In the catacombs and crypts of Sicily, of course! My friend Dario Piombino Mascali is an Italian anthropologist and bioarchaeologist who is coordinating the Sicily Mummy Project. He is pictured here nose to nose with one of the mummies in the Capuchin Monastery in Palermo (click for excellent slideshow by photojournalist Fabrizio Villa), where little Rosalia Lombardo lies. Funded by National Geographic, Dario discovered the embalming formula used to preserve her body so perfectly. Other more typical Sicilian mummies Dario has examined include R. Stancanelli (1868) and J.B. Racuja (1873) in Novara di Sicilia and several 18th c. mummies in a crypt in San Marco d'Alunzio. Mummification and exposure was a privileged form of burial in southern Italy and was achieved by placing the corpse in a colatoio, which translates as a colander, but refers to a room or fixture in which the remains were drained of fluids. Placement on a horizontal colatoio such as a wooden dessication rack (2nd image) favored mummification, while being propped up in a sitting colatoio like a dehydration niche (3rd image) favored skeletonization, so that skull and bones could be stored in ossuaries.

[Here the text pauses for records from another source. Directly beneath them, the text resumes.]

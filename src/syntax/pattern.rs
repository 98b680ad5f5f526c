//! Named construct patterns over a token stream.
//!
//! A [`Pattern`] is a matcher that, given a token position, either
//! recognises one construct starting exactly there or declines. Grammars
//! list their patterns in priority order; the [`Scanner`](super::Scanner)
//! tries them in that order at every position.

use smol_str::SmolStr;

use super::lexer::{Token, TokenKind, tokenize};
use crate::base::{TextRange, TextSize};
use crate::model::ContainerKind;

const LANDMARK_COUNT: usize = 6;

/// Token kinds whose next occurrence is precomputed for every position.
const LANDMARKS: [TokenKind; LANDMARK_COUNT] = [
    TokenKind::RParen,
    TokenKind::RAngle,
    TokenKind::Semi,
    TokenKind::LBrace,
    TokenKind::RBrace,
    TokenKind::Eq,
];

fn landmark_slot(kind: TokenKind) -> Option<usize> {
    LANDMARKS.iter().position(|&k| k == kind)
}

/// A lexed source text.
#[derive(Clone, Debug)]
pub struct TokenStream<'a> {
    text: &'a str,
    tokens: Vec<Token>,
    /// Row `i` holds, per landmark kind, the index of its first occurrence
    /// at or after token `i` (`tokens.len()` if there is none).
    landmarks: Vec<[usize; LANDMARK_COUNT]>,
}

impl<'a> TokenStream<'a> {
    pub fn new(text: &'a str) -> Self {
        let tokens = tokenize(text);
        let mut landmarks = vec![[tokens.len(); LANDMARK_COUNT]; tokens.len() + 1];
        for index in (0..tokens.len()).rev() {
            let mut row = landmarks[index + 1];
            if let Some(slot) = landmark_slot(tokens[index].kind) {
                row[slot] = index;
            }
            landmarks[index] = row;
        }
        Self {
            text,
            tokens,
            landmarks,
        }
    }

    pub fn len(&self) -> usize {
        self.tokens.len()
    }

    pub fn is_empty(&self) -> bool {
        self.tokens.is_empty()
    }

    pub fn get(&self, index: usize) -> Option<&Token> {
        self.tokens.get(index)
    }

    pub fn kind(&self, index: usize) -> Option<TokenKind> {
        self.tokens.get(index).map(|t| t.kind)
    }

    /// Source text of the token at `index`, or `""` past the end.
    pub fn text_at(&self, index: usize) -> &'a str {
        let text = self.text;
        self.tokens.get(index).map_or("", |t| &text[t.range])
    }

    /// Index of the first `kind` token at or after `from`, or `len()` if
    /// there is none. Constant time for landmark kinds.
    pub fn next_of(&self, kind: TokenKind, from: usize) -> usize {
        let from = from.min(self.len());
        match landmark_slot(kind) {
            Some(slot) => self.landmarks[from][slot],
            None => (from..self.len())
                .find(|&i| self.tokens[i].kind == kind)
                .unwrap_or(self.len()),
        }
    }

    /// Index of the first non-trivia token at or after `index`.
    pub fn skip_trivia(&self, mut index: usize) -> usize {
        while self.kind(index).is_some_and(TokenKind::is_trivia) {
            index += 1;
        }
        index
    }

    /// Join the given tokens' text, dropping trivia and collapsing every gap
    /// between tokens to a single space.
    pub fn join(&self, indices: impl IntoIterator<Item = usize>) -> String {
        let mut out = String::new();
        let mut prev_end: Option<TextSize> = None;
        for tok in indices.into_iter().filter_map(|i| self.tokens.get(i)) {
            if tok.kind.is_trivia() {
                continue;
            }
            if prev_end.is_some_and(|end| end < tok.range.start()) {
                out.push(' ');
            }
            out.push_str(&self.text[tok.range]);
            prev_end = Some(tok.range.end());
        }
        out
    }

    /// Comment-stripped, whitespace-normalized text of tokens `from..to`.
    pub fn clean_text(&self, from: usize, to: usize) -> String {
        self.join(from..to.min(self.len()))
    }

    /// Split tokens `from..to` on commas outside `<...>` and `(...)`.
    ///
    /// Trivia is dropped; each segment lists the remaining token indices.
    pub fn split_commas(&self, from: usize, to: usize) -> Vec<Vec<usize>> {
        let mut segments = vec![Vec::new()];
        let mut nesting = 0usize;
        for index in from..to.min(self.len()) {
            let kind = self.tokens[index].kind;
            match kind {
                _ if kind.is_trivia() => continue,
                TokenKind::LAngle | TokenKind::LParen => nesting += 1,
                TokenKind::RAngle | TokenKind::RParen => nesting = nesting.saturating_sub(1),
                TokenKind::Comma if nesting == 0 => {
                    segments.push(Vec::new());
                    continue;
                }
                _ => {}
            }
            if let Some(segment) = segments.last_mut() {
                segment.push(index);
            }
        }
        segments
    }
}

/// A forward-only reader used by pattern matchers.
///
/// Every lookahead skips trivia, but a failed lookahead never moves the
/// cursor, so optional pieces can be tried freely.
#[derive(Clone, Copy, Debug)]
pub struct Cursor<'s, 'a> {
    stream: &'s TokenStream<'a>,
    pos: usize,
}

impl<'s, 'a> Cursor<'s, 'a> {
    pub fn new(stream: &'s TokenStream<'a>, pos: usize) -> Self {
        Self { stream, pos }
    }

    /// Index of the next unconsumed token.
    pub fn pos(&self) -> usize {
        self.pos
    }

    /// Consume the next token if it has the given kind.
    pub fn eat(&mut self, kind: TokenKind) -> Option<usize> {
        let index = self.stream.skip_trivia(self.pos);
        if self.stream.kind(index)? != kind {
            return None;
        }
        self.pos = index + 1;
        Some(index)
    }

    /// Consume the next token if it is the identifier `keyword`.
    pub fn eat_keyword(&mut self, keyword: &str) -> bool {
        let index = self.stream.skip_trivia(self.pos);
        if self.stream.kind(index) == Some(TokenKind::Ident) && self.stream.text_at(index) == keyword {
            self.pos = index + 1;
            true
        } else {
            false
        }
    }

    /// Consume an identifier and return its text.
    pub fn ident(&mut self) -> Option<&'a str> {
        let index = self.eat(TokenKind::Ident)?;
        Some(self.stream.text_at(index))
    }

    /// Consume a possibly qualified name such as `::Bank::Account`.
    pub fn scoped_name(&mut self) -> Option<String> {
        let mut ahead = *self;
        let mut indices = Vec::new();
        if let Some(index) = ahead.eat(TokenKind::ColonColon) {
            indices.push(index);
        }
        indices.push(ahead.eat(TokenKind::Ident)?);
        loop {
            let mut next = ahead;
            let Some(sep) = next.eat(TokenKind::ColonColon) else {
                break;
            };
            let Some(part) = next.eat(TokenKind::Ident) else {
                break;
            };
            indices.extend([sep, part]);
            ahead = next;
        }
        *self = ahead;
        Some(self.stream.join(indices))
    }

    /// Advance past the next `stop` token, returning the token range in
    /// between. Fails if a `fail_on` token or the end of input comes first.
    pub fn until(&mut self, stop: TokenKind, fail_on: &[TokenKind]) -> Option<(usize, usize)> {
        let start = self.pos;
        let stop_at = self.stream.next_of(stop, start);
        if stop_at >= self.stream.len() {
            return None;
        }
        if fail_on
            .iter()
            .any(|&kind| self.stream.next_of(kind, start) < stop_at)
        {
            return None;
        }
        self.pos = stop_at + 1;
        Some((start, stop_at))
    }
}

/// What a matched pattern means to the outline builder.
#[derive(Clone, Debug, PartialEq, Eq)]
pub enum Construct {
    /// A string or character literal; skipped.
    StringLiteral,
    /// A comment or uninteresting preprocessor line; skipped.
    Comment,
    /// A reference to another definition file.
    Import { target: String },
    /// A method, RPC or free function.
    Method {
        name: SmolStr,
        signature: String,
        returns: Option<String>,
    },
    /// A keyword container whose `{` is part of the match.
    ContainerOpen {
        kind: ContainerKind,
        name: SmolStr,
        supers: Vec<SmolStr>,
    },
    /// One or more attribute names from a single declaration.
    Attribute { names: Vec<SmolStr>, readonly: bool },
    /// A module-scoped constant.
    Global { name: SmolStr },
    /// Any other `{`.
    OpenBrace,
    /// A `}` with an optional trailing `;`.
    CloseBrace,
}

/// Matcher signature: on success, the construct and the index one past the
/// last consumed token.
pub type MatchFn = fn(&TokenStream<'_>, usize) -> Option<(Construct, usize)>;

/// A named entry in a grammar's pattern table.
#[derive(Clone, Copy)]
pub struct Pattern {
    name: &'static str,
    matcher: MatchFn,
}

impl Pattern {
    pub const fn new(name: &'static str, matcher: MatchFn) -> Self {
        Self { name, matcher }
    }

    pub fn name(&self) -> &'static str {
        self.name
    }

    /// Try to match a construct starting at token `at`.
    pub fn try_match(&self, stream: &TokenStream<'_>, at: usize) -> Option<Match> {
        let (construct, next) = (self.matcher)(stream, at)?;
        let first = stream.get(at)?;
        let last = stream.get(next.checked_sub(1)?)?;
        Some(Match {
            pattern: self.name,
            construct,
            range: TextRange::new(first.range.start(), last.range.end().max(first.range.end())),
            next: next.max(at + 1),
        })
    }
}

impl std::fmt::Debug for Pattern {
    fn fmt(&self, f: &mut std::fmt::Formatter<'_>) -> std::fmt::Result {
        f.debug_struct("Pattern").field("name", &self.name).finish()
    }
}

/// One recognised construct.
#[derive(Clone, Debug, PartialEq, Eq)]
pub struct Match {
    /// Name of the pattern that matched.
    pub pattern: &'static str,
    pub construct: Construct,
    /// Source range from the first to the last consumed token.
    pub range: TextRange,
    /// Token index where scanning resumes.
    pub next: usize,
}

// Matchers shared by every grammar.

/// `"..."` or `'...'`.
pub fn string_literal(stream: &TokenStream<'_>, at: usize) -> Option<(Construct, usize)> {
    stream
        .kind(at)?
        .is_literal()
        .then_some((Construct::StringLiteral, at + 1))
}

/// `// ...`, `/* ... */` or a preprocessor line.
pub fn comment(stream: &TokenStream<'_>, at: usize) -> Option<(Construct, usize)> {
    stream
        .kind(at)?
        .is_trivia()
        .then_some((Construct::Comment, at + 1))
}

/// `{`
pub fn open_brace(stream: &TokenStream<'_>, at: usize) -> Option<(Construct, usize)> {
    (stream.kind(at)? == TokenKind::LBrace).then_some((Construct::OpenBrace, at + 1))
}

/// `}` optionally followed by `;`.
pub fn close_brace(stream: &TokenStream<'_>, at: usize) -> Option<(Construct, usize)> {
    if stream.kind(at)? != TokenKind::RBrace {
        return None;
    }
    let mut cursor = Cursor::new(stream, at + 1);
    cursor.eat(TokenKind::Semi);
    Some((Construct::CloseBrace, cursor.pos()))
}

/// `<keyword> Name {`, producing a container of `kind`.
pub fn keyword_container(
    stream: &TokenStream<'_>,
    at: usize,
    keyword: &str,
    kind: ContainerKind,
) -> Option<(Construct, usize)> {
    let mut cursor = Cursor::new(stream, at);
    if !cursor.eat_keyword(keyword) {
        return None;
    }
    let name = cursor.ident()?;
    cursor.eat(TokenKind::LBrace)?;
    Some((
        Construct::ContainerOpen {
            kind,
            name: name.into(),
            supers: Vec::new(),
        },
        cursor.pos(),
    ))
}

/// Strip the surrounding quotes from a string literal.
pub fn unquote(literal: &str) -> &str {
    let inner = literal.strip_prefix('"').unwrap_or(literal);
    inner.strip_suffix('"').unwrap_or(inner)
}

Visitors report that the draining room (where the liquids of the bodies were naturally wicked away by the well-ventilated conditions) and the drying room (where they were cleaned and dressed) are both on the guided tour of the Capuchin crypt. National Geographic Magazine writes:
"No one knows exactly what started the mummification; probably by chance it was discovered that a body left in a crypt with a particular atmosphere of coolness and porous limestone would actually dry out rather than rot. Then a system was devised. The newly dead were laid in chambers, called strainers, on terra-cotta slats over drains, where their body fluids could seep away and the corpses slowly desiccate, like prosciutto. After eight months to a year, they'd be washed with vinegar, put back in their best clothes, and either placed in coffins or hung on the walls."
As I was writing this post, I was imagining the odor of the galleries. According to National Geographic, they are cool and dank and smell of sour, spiced dust and rotting...cloth.